■ Task directions:
When a line of the listing below has the string "DpCache" in it, copy that line.
--------------------------------------------------
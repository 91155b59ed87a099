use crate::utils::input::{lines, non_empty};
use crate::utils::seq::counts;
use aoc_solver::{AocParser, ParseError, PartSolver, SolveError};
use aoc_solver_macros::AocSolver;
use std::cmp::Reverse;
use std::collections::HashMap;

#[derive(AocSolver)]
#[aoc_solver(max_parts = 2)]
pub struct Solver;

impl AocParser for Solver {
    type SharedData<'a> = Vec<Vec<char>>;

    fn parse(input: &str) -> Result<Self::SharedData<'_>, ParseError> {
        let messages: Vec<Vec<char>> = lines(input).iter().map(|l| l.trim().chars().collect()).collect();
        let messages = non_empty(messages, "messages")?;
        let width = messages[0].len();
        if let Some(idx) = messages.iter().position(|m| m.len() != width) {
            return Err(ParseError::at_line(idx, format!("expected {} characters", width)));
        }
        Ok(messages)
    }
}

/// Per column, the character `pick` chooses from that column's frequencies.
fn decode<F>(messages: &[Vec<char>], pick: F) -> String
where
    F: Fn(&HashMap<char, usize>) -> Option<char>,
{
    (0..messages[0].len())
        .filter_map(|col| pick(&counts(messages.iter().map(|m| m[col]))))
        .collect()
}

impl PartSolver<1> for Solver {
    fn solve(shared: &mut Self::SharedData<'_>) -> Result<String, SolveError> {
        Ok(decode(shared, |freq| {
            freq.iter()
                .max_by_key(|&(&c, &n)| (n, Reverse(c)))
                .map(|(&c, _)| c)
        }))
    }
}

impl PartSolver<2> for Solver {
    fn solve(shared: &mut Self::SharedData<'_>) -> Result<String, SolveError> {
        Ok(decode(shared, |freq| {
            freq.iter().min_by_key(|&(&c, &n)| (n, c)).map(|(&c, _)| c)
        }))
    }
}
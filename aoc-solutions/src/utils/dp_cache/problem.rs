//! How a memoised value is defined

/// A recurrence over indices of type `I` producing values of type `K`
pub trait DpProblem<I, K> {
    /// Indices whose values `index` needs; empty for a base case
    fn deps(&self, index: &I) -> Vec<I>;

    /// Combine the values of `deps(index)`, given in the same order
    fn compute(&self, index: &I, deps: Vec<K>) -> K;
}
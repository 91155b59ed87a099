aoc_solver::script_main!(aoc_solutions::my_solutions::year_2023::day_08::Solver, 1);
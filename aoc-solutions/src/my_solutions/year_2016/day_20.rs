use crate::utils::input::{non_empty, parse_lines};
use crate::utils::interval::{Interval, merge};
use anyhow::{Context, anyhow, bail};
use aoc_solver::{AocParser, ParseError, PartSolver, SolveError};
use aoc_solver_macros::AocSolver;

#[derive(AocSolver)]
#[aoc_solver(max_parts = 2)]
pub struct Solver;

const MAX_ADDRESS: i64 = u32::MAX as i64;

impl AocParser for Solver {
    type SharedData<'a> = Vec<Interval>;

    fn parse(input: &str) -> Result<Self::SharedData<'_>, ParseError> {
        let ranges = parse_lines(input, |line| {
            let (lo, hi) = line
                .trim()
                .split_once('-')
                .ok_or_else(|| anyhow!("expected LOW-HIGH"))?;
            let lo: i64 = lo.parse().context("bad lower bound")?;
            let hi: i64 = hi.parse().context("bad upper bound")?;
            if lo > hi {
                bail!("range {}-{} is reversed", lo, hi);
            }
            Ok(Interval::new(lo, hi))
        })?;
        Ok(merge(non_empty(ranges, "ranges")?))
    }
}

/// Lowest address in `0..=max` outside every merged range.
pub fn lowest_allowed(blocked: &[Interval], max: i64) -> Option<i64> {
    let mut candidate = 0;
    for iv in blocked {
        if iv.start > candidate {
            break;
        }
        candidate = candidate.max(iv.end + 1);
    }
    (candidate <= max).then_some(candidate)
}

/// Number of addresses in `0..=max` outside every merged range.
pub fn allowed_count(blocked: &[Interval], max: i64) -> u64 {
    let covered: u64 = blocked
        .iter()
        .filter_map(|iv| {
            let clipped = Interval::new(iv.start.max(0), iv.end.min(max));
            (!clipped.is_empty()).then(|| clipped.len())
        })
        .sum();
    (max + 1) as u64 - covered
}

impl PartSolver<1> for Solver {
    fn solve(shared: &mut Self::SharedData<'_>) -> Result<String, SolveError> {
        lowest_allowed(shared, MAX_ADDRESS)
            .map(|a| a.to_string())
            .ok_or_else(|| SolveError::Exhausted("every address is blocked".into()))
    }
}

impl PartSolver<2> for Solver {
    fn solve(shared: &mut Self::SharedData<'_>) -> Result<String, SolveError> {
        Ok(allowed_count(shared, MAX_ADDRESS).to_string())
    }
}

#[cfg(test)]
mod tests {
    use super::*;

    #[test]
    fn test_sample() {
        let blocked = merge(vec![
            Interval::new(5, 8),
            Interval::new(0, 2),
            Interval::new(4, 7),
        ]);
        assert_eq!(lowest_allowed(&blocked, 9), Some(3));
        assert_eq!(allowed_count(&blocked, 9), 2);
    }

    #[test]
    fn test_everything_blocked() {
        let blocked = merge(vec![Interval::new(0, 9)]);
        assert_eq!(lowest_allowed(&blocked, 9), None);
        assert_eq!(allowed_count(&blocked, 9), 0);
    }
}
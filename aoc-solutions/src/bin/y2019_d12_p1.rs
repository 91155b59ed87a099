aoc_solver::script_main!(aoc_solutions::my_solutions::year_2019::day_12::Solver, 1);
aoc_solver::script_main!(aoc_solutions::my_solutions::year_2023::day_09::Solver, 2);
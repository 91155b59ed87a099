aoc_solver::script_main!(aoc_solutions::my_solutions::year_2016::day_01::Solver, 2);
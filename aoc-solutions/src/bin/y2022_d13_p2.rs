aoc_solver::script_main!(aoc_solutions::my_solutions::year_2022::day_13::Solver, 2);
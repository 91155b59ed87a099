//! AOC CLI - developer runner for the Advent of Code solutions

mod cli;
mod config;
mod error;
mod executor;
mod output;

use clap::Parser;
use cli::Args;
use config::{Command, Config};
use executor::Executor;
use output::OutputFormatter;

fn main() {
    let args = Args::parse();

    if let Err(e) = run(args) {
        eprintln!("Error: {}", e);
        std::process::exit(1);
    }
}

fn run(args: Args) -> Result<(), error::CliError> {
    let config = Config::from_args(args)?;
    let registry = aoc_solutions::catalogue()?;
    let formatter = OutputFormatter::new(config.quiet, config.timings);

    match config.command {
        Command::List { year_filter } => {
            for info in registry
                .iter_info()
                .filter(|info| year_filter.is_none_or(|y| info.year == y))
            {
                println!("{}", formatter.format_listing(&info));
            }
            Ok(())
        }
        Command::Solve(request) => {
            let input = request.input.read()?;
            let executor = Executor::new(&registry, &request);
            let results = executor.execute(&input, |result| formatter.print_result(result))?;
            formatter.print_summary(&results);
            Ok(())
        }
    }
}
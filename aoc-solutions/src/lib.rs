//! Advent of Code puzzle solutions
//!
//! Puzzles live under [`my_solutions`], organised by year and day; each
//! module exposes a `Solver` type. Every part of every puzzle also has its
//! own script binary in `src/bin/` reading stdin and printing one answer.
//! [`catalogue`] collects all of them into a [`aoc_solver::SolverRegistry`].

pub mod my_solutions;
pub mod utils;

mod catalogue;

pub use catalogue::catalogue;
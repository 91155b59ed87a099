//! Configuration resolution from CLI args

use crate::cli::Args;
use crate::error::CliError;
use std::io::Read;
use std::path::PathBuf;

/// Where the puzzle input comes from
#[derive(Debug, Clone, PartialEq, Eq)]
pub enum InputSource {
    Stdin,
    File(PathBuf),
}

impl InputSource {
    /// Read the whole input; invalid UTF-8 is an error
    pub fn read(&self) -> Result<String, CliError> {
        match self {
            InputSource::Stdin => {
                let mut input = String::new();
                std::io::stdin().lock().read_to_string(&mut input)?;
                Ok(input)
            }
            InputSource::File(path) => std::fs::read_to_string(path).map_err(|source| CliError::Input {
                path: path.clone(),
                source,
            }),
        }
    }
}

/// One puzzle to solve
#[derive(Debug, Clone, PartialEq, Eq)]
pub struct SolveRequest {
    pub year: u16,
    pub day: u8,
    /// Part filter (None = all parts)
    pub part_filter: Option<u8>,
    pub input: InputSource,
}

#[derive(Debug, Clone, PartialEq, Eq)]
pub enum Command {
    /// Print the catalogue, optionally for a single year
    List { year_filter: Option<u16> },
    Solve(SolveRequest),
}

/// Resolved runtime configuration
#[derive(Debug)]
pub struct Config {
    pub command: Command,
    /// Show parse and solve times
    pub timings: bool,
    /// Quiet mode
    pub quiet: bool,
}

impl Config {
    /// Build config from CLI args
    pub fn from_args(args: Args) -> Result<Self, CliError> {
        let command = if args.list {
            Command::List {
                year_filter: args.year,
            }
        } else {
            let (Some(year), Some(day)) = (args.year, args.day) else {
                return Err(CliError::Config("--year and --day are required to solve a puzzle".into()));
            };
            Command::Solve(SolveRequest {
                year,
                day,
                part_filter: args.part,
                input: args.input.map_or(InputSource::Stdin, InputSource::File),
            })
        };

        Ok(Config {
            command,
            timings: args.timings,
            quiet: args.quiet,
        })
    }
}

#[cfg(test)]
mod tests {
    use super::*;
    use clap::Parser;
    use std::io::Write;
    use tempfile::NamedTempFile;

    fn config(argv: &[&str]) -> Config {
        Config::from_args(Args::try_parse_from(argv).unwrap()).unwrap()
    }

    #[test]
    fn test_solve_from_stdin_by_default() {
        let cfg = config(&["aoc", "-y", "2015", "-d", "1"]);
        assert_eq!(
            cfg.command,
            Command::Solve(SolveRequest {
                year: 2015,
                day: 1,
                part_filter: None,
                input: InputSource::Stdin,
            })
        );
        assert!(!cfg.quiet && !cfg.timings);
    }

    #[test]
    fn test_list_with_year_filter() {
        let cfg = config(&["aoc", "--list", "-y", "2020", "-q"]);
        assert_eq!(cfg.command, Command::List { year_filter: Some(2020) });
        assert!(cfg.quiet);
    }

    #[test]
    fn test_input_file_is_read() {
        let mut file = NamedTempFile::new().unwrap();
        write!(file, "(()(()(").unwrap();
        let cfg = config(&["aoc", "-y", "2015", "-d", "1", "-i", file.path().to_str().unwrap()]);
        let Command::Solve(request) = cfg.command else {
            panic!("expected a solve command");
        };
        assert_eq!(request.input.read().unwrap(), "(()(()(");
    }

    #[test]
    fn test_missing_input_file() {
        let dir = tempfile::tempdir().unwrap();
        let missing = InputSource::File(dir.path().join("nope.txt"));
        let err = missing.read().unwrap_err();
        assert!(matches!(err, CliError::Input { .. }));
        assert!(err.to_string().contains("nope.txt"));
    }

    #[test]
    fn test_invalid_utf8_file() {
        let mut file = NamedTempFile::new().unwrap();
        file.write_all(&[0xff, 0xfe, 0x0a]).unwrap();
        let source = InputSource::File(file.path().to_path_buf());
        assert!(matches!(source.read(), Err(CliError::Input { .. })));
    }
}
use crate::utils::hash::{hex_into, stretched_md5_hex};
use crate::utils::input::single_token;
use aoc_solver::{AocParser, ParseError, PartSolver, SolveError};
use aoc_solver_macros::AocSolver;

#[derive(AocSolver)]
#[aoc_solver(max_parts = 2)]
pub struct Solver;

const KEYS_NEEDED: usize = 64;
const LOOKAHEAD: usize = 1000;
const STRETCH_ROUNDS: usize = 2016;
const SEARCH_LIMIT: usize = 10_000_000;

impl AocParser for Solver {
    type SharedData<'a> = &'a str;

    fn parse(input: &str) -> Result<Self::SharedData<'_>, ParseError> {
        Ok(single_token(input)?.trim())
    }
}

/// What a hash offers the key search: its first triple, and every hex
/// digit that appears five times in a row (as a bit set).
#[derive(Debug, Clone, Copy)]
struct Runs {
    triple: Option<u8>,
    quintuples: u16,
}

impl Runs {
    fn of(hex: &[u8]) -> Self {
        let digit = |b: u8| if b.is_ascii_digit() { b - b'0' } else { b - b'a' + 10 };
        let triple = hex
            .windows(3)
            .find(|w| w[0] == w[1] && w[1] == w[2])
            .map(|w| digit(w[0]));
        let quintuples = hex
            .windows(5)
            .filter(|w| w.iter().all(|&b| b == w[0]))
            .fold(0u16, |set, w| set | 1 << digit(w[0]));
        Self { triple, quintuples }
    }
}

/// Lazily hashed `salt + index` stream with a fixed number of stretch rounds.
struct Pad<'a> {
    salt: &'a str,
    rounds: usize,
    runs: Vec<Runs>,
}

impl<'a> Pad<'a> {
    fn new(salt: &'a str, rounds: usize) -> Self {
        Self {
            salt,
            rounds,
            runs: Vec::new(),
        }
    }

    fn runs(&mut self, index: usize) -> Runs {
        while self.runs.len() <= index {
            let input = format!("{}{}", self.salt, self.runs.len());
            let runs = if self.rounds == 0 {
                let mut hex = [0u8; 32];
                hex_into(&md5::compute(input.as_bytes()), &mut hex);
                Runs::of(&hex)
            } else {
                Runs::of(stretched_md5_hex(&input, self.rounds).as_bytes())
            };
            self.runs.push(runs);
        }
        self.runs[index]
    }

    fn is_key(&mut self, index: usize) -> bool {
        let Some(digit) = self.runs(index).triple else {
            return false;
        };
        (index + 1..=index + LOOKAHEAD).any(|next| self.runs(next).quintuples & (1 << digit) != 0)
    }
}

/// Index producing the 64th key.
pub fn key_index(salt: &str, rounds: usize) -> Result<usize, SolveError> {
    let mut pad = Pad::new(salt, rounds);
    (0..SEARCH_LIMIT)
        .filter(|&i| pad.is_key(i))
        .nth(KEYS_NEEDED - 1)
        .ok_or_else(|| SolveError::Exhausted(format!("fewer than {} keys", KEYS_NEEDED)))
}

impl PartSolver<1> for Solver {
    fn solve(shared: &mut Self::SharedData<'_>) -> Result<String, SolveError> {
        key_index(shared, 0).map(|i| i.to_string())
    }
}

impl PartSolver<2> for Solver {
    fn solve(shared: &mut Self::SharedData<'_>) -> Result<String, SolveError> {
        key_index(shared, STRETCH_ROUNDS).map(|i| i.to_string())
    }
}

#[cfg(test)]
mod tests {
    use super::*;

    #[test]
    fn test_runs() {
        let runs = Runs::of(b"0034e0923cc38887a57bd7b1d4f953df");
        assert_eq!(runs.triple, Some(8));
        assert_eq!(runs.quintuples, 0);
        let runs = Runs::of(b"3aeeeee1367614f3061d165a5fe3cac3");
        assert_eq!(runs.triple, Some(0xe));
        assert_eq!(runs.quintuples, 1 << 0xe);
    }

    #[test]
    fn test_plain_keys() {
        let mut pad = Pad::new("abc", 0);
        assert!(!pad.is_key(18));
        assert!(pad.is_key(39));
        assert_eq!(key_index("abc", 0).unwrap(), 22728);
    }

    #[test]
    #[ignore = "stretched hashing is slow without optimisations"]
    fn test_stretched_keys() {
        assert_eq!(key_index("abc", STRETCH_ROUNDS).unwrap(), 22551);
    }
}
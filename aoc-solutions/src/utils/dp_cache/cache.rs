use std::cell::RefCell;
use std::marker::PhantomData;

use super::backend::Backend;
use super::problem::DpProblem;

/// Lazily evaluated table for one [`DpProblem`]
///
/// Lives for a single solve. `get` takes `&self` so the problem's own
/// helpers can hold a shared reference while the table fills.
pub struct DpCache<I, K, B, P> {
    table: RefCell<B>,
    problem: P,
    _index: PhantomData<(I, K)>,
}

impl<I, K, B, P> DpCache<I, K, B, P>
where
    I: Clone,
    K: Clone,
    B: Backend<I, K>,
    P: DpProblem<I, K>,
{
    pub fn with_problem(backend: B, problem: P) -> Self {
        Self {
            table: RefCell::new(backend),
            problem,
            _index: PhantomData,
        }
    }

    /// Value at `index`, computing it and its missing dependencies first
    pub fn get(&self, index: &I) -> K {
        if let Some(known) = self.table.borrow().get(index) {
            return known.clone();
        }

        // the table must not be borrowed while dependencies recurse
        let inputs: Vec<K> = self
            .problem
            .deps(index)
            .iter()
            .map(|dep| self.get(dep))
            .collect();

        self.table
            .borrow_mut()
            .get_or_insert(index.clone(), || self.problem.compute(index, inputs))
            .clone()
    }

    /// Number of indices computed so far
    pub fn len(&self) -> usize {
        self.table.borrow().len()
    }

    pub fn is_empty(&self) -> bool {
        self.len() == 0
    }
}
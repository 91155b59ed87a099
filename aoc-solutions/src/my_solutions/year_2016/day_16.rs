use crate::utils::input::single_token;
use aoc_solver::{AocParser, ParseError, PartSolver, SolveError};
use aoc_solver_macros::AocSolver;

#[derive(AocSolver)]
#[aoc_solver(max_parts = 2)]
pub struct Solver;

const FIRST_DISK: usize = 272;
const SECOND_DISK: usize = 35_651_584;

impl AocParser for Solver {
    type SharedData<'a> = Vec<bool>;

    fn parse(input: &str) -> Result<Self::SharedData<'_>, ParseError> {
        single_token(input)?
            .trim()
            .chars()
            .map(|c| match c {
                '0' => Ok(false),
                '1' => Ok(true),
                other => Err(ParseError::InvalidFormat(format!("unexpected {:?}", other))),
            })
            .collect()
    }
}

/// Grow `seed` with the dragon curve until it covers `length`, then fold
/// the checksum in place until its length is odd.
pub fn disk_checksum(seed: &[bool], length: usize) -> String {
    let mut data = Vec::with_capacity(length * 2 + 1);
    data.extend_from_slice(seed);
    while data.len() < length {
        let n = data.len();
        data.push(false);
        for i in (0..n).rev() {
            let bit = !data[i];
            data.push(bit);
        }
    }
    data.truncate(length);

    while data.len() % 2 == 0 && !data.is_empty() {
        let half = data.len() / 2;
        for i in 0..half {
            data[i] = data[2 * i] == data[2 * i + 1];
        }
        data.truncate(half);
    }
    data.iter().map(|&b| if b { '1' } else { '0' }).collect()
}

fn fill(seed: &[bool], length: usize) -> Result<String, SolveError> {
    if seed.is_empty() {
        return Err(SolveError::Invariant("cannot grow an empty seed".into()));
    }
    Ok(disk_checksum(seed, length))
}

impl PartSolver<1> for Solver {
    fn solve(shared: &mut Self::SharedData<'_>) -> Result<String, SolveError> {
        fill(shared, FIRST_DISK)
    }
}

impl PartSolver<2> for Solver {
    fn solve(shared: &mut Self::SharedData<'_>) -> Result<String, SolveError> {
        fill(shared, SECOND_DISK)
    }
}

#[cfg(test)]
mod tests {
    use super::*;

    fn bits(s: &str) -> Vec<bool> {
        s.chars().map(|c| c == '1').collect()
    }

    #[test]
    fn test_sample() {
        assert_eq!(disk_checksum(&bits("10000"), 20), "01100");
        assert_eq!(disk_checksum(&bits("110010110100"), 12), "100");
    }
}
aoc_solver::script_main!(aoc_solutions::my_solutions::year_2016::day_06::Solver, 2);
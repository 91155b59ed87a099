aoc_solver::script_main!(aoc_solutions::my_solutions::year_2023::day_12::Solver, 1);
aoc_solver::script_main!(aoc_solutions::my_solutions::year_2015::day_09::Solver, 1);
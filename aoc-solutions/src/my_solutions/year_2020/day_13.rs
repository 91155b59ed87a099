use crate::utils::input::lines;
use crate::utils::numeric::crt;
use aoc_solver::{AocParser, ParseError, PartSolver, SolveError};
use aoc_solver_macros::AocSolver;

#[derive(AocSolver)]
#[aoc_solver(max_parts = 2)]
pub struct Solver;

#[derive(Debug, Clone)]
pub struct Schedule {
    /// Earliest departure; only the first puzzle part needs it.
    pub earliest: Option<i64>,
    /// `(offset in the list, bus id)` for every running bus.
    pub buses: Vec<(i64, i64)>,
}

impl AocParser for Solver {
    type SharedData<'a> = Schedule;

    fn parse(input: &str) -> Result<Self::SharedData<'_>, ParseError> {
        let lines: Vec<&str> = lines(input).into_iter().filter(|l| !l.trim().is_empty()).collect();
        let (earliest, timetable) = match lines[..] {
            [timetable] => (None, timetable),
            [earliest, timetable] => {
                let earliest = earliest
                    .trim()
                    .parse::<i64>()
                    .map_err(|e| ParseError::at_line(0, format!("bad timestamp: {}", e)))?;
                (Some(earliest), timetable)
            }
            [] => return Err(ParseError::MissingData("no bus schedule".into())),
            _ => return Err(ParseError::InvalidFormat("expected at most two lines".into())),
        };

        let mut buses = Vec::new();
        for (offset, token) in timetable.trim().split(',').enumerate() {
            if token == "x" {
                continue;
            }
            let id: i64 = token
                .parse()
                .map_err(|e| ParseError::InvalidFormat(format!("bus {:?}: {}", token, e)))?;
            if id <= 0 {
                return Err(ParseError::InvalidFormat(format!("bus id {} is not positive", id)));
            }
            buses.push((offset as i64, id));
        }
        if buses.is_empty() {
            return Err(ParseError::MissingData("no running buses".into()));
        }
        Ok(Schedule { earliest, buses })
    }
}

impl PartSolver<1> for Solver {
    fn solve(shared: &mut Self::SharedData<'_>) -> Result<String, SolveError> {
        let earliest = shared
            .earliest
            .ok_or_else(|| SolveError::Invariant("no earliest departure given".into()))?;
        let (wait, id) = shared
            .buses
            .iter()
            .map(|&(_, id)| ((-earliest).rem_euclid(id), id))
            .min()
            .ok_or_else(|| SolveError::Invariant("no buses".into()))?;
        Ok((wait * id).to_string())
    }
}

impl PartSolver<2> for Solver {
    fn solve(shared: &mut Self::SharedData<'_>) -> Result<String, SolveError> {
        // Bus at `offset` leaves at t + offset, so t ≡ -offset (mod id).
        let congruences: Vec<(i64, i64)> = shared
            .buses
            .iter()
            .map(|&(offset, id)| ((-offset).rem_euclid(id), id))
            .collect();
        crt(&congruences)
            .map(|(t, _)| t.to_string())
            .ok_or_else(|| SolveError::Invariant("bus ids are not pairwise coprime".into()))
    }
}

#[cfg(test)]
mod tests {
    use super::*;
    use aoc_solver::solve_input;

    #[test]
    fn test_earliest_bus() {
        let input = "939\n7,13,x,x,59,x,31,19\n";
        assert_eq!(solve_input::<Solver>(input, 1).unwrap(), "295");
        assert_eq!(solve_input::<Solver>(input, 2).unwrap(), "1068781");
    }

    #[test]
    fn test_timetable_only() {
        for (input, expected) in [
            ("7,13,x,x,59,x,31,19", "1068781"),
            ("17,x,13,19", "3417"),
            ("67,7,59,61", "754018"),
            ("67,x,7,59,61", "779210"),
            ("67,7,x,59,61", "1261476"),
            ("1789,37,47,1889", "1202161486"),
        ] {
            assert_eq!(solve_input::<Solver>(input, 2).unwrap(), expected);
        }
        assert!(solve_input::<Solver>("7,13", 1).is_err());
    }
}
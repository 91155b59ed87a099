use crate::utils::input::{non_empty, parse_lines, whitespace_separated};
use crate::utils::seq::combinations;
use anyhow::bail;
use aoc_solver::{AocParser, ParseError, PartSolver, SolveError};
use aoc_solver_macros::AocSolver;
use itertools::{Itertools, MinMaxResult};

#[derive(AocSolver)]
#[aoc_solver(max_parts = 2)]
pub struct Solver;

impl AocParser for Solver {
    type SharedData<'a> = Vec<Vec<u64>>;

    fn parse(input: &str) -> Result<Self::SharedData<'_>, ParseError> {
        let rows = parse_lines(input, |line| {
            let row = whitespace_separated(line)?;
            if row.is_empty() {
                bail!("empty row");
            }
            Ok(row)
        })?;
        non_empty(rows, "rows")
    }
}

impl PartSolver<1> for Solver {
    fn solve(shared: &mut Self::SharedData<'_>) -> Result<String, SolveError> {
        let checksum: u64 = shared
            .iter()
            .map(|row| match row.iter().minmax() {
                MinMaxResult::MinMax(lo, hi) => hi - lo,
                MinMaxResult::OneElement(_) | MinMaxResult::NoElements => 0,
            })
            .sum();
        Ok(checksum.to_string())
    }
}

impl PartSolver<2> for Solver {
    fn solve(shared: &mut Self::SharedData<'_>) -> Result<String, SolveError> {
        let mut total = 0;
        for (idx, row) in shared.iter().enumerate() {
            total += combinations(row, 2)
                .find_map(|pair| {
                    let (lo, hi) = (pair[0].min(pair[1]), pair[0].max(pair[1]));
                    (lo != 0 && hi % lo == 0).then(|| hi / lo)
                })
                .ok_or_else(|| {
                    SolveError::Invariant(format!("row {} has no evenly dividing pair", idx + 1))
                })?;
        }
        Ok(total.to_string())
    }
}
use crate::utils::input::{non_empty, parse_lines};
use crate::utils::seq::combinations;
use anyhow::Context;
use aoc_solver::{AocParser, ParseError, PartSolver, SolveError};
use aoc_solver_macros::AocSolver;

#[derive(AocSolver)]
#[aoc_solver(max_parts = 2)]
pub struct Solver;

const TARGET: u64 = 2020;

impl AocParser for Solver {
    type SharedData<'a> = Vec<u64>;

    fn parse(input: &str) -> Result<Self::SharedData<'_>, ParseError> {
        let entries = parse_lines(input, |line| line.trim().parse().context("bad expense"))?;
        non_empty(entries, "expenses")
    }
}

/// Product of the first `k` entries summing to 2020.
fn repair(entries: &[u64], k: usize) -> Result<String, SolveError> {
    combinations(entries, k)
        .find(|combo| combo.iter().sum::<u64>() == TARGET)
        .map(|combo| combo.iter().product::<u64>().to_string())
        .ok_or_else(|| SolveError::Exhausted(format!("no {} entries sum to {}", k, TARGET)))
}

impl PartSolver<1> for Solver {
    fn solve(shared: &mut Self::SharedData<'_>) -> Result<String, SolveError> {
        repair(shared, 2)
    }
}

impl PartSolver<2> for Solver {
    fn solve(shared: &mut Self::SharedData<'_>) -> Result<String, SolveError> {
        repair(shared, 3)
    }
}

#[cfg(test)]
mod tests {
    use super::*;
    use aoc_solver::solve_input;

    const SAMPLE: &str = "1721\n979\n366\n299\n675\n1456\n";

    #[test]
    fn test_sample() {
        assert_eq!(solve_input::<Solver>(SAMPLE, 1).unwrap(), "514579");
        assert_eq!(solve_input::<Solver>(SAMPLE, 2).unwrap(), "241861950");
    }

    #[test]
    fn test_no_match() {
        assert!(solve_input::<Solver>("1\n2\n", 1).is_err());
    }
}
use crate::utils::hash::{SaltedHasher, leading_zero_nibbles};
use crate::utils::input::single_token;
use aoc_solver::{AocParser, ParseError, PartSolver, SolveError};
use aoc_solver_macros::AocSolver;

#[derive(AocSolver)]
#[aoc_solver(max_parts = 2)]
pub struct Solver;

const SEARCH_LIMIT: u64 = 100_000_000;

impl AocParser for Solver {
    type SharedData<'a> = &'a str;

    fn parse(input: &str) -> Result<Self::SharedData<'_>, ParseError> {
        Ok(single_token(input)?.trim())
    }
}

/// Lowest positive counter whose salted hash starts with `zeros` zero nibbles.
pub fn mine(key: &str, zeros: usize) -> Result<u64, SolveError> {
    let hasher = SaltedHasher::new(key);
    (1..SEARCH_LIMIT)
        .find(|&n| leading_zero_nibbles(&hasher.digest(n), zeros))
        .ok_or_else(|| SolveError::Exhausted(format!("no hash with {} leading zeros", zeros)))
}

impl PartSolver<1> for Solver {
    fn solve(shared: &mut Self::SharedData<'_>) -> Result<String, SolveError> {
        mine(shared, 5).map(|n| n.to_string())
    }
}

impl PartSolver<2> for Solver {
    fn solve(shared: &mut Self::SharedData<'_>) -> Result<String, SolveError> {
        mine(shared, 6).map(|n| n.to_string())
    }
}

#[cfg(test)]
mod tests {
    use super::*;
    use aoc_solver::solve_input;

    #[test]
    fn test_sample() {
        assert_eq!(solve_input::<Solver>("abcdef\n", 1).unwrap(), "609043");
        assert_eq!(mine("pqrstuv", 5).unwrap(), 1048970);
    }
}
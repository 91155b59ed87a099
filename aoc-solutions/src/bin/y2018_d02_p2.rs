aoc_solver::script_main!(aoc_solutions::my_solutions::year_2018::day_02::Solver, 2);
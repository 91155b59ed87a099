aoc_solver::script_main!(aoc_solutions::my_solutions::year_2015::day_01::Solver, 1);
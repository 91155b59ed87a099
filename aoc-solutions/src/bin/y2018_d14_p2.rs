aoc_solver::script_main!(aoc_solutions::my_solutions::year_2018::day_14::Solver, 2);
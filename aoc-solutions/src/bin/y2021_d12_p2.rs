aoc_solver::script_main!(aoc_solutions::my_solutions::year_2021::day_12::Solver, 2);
--------------------------------------------------
■ Completed exercise:
pub struct DpCache<I, K, B, P> {
impl<I, K, B, P> DpCache<I, K, B, P>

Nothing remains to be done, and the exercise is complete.